//! Derivation of bounded-size cover variants.
//!
//! The uploaded original is decoded once and every derived tier is produced
//! from that single decoded image, so `low` never inherits resampling
//! artifacts from `mid`.

mod resizer;

pub use resizer::{fit_within, Resizer, Variant};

+--

How to complete this task: State how many lines of the material above contain the word "decoded". Say nothing else.

Result for this task: 2